**To do:** Count how many lines below include the string "crate", and give that number without anything else.

▽

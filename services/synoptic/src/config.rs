//! Configuration types for the synoptic engine

use std::path::Path;

use serde::{Deserialize, Serialize};

use crate::session::Mode;

/// Main configuration structure
#[derive(Debug, Clone, Serialize, Deserialize)]
pub struct Config {
    /// Base URL of the apparatus backend
    #[serde(default = "default_backend_url")]
    pub backend_url: String,
    /// Seconds between live snapshot refreshes
    #[serde(default = "default_poll_interval")]
    pub poll_interval_seconds: u64,
    /// Engine mode, chosen once per session
    #[serde(default = "default_mode")]
    pub mode: Mode,
}

impl Default for Config {
    fn default() -> Self {
        Self {
            backend_url: default_backend_url(),
            poll_interval_seconds: default_poll_interval(),
            mode: default_mode(),
        }
    }
}

fn default_backend_url() -> String {
    "http://localhost:5000".to_string()
}

fn default_poll_interval() -> u64 {
    5
}

fn default_mode() -> Mode {
    Mode::Live
}

/// Load configuration from a JSON file
pub fn load_config(path: &Path) -> crate::Result<Config> {
    let content = std::fs::read_to_string(path).map_err(|e| {
        crate::SynopticError::Config(format!("Failed to read config file {:?}: {}", path, e))
    })?;
    let config: Config = serde_json::from_str(&content)?;
    Ok(config)
}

△

**Answer below:** 3